Work to be completed:
Word for word, copy all of the entries.

Data to examine:
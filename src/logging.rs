//! Tracing initialization.
//!
//! - Verbosity comes from `LogLevel`; RUST_LOG is not consulted.
//! - Stdout gets compact text or JSON; an optional log file gets the same
//!   format through a non-blocking writer.
//! - File logging is refused when any ancestor of the log path is a symlink.

use anyhow::{Result, anyhow};
use chrono::Local;
use export_mover::output as out;
use export_mover::{LogLevel, path_has_symlink_ancestor};
use std::fmt as stdfmt;
use std::fs::{self, File, OpenOptions};
use std::io;
use std::path::Path;
use tracing_appender::non_blocking::WorkerGuard;
use tracing_subscriber::filter::EnvFilter;
use tracing_subscriber::fmt as tsfmt;
use tracing_subscriber::fmt::MakeWriter;
use tracing_subscriber::fmt::time::FormatTime;
use tracing_subscriber::layer::SubscriberExt;
use tracing_subscriber::util::SubscriberInitExt;
use tracing_subscriber::{Layer, Registry, registry};

type BoxedLayer = Box<dyn Layer<Registry> + Send + Sync>;

/// Local timestamp, DD/MM/YY HH:MM:SS.
struct LocalHumanTime;

impl FormatTime for LocalHumanTime {
    fn format_time(&self, w: &mut tsfmt::format::Writer<'_>) -> stdfmt::Result {
        write!(w, "{}", Local::now().format("%d/%m/%y %H:%M:%S"))
    }
}

fn filter_directive(lvl: LogLevel) -> &'static str {
    match lvl {
        LogLevel::Quiet => "error",
        LogLevel::Normal => "info",
        LogLevel::Info => "debug",
        LogLevel::Debug => "trace",
    }
}

fn fmt_layer<W>(writer: W, json: bool, ansi: bool) -> BoxedLayer
where
    W: for<'w> MakeWriter<'w> + Send + Sync + 'static,
{
    let base = tsfmt::layer()
        .with_timer(LocalHumanTime)
        .with_level(true)
        .with_target(true)
        .with_thread_ids(true)
        .with_ansi(ansi)
        .with_writer(writer);
    if json {
        base.json().boxed()
    } else {
        base.compact().boxed()
    }
}

fn open_append(path: &Path) -> io::Result<File> {
    if let Some(parent) = path.parent() {
        fs::create_dir_all(parent)?;
    }
    let mut opts = OpenOptions::new();
    opts.create(true).append(true);
    #[cfg(unix)]
    {
        use std::os::unix::fs::OpenOptionsExt;
        opts.mode(0o600);
    }
    opts.open(path)
}

/// File layer for `path`, or the reason it was not enabled.
fn file_layer(path: &Path, json: bool) -> Result<(BoxedLayer, WorkerGuard), String> {
    match path_has_symlink_ancestor(path) {
        Ok(false) => {}
        Ok(true) => return Err(format!("an ancestor of {} is a symlink", path.display())),
        Err(e) => return Err(format!("could not inspect {}: {e}", path.display())),
    }
    let file = open_append(path).map_err(|e| format!("could not open {}: {e}", path.display()))?;
    let (writer, guard) = tracing_appender::non_blocking(file);
    Ok((fmt_layer(writer, json, false), guard))
}

/// Install the global subscriber. The returned guard flushes the file layer
/// on drop and must live until shutdown.
pub fn init_tracing(lvl: LogLevel, log_file: Option<&Path>, json: bool) -> Result<Option<WorkerGuard>> {
    let mut layers: Vec<BoxedLayer> = vec![fmt_layer(io::stdout, json, !json)];
    let mut guard = None;

    if let Some(path) = log_file {
        match file_layer(path, json) {
            Ok((layer, g)) => {
                layers.push(layer);
                guard = Some(g);
            }
            Err(reason) => out::print_warn(&format!(
                "File logging to '{}' was not enabled ({reason}); logging to stdout only.",
                path.display()
            )),
        }
    }

    registry()
        .with(layers)
        .with(EnvFilter::new(filter_directive(lvl)))
        .try_init()
        .map_err(|e| anyhow!("failed to install tracing subscriber: {e}"))?;
    Ok(guard)
}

Your solution:
filename src/logging.rs
//! Tracing initialization.
//!
//! - Verbosity comes from `LogLevel`; RUST_LOG is not consulted.
//! - Stdout gets compact text or JSON; an optional log file gets the same
//!   format through a non-blocking writer.
//! - File logging is refused when any ancestor of the log path is a symlink.

use anyhow::{Result, anyhow};
use chrono::Local;
use export_mover::output as out;
use export_mover::{LogLevel, path_has_symlink_ancestor};
use std::fmt as stdfmt;
use std::fs::{self, File, OpenOptions};
use std::io;
use std::path::Path;
use tracing_appender::non_blocking::WorkerGuard;
use tracing_subscriber::filter::EnvFilter;
use tracing_subscriber::fmt as tsfmt;
use tracing_subscriber::fmt::MakeWriter;
use tracing_subscriber::fmt::time::FormatTime;
use tracing_subscriber::layer::SubscriberExt;
use tracing_subscriber::util::SubscriberInitExt;
use tracing_subscriber::{Layer, Registry, registry};

type BoxedLayer = Box<dyn Layer<Registry> + Send + Sync>;

/// Local timestamp, DD/MM/YY HH:MM:SS.
struct LocalHumanTime;

impl FormatTime for LocalHumanTime {
    fn format_time(&self, w: &mut tsfmt::format::Writer<'_>) -> stdfmt::Result {
        write!(w, "{}", Local::now().format("%d/%m/%y %H:%M:%S"))
    }
}

fn filter_directive(lvl: LogLevel) -> &'static str {
    match lvl {
        LogLevel::Quiet => "error",
        LogLevel::Normal => "info",
        LogLevel::Info => "debug",
        LogLevel::Debug => "trace",
    }
}

fn fmt_layer<W>(writer: W, json: bool, ansi: bool) -> BoxedLayer
where
    W: for<'w> MakeWriter<'w> + Send + Sync + 'static,
{
    let base = tsfmt::layer()
        .with_timer(LocalHumanTime)
        .with_level(true)
        .with_target(true)
        .with_thread_ids(true)
        .with_ansi(ansi)
        .with_writer(writer);
    if json {
        base.json().boxed()
    } else {
        base.compact().boxed()
    }
}

fn open_append(path: &Path) -> io::Result<File> {
    if let Some(parent) = path.parent() {
        fs::create_dir_all(parent)?;
    }
    let mut opts = OpenOptions::new();
    opts.create(true).append(true);
    #[cfg(unix)]
    {
        use std::os::unix::fs::OpenOptionsExt;
        opts.mode(0o600);
    }
    opts.open(path)
}

/// File layer for `path`, or the reason it was not enabled.
fn file_layer(path: &Path, json: bool) -> Result<(BoxedLayer, WorkerGuard), String> {
    match path_has_symlink_ancestor(path) {
        Ok(false) => {}
        Ok(true) => return Err(format!("an ancestor of {} is a symlink", path.display())),
        Err(e) => return Err(format!("could not inspect {}: {e}", path.display())),
    }
    let file = open_append(path).map_err(|e| format!("could not open {}: {e}", path.display()))?;
    let (writer, guard) = tracing_appender::non_blocking(file);
    Ok((fmt_layer(writer, json, false), guard))
}

/// Install the global subscriber. The returned guard flushes the file layer
/// on drop and must live until shutdown.
pub fn init_tracing(lvl: LogLevel, log_file: Option<&Path>, json: bool) -> Result<Option<WorkerGuard>> {
    let mut layers: Vec<BoxedLayer> = vec![fmt_layer(io::stdout, json, !json)];
    let mut guard = None;

    if let Some(path) = log_file {
        match file_layer(path, json) {
            Ok((layer, g)) => {
                layers.push(layer);
                guard = Some(g);
            }
            Err(reason) => out::print_warn(&format!(
                "File logging to '{}' was not enabled ({reason}); logging to stdout only.",
                path.display()
            )),
        }
    }

    registry()
        .with(layers)
        .with(EnvFilter::new(filter_directive(lvl)))
        .try_init()
        .map_err(|e| anyhow!("failed to install tracing subscriber: {e}"))?;
    Ok(guard)
}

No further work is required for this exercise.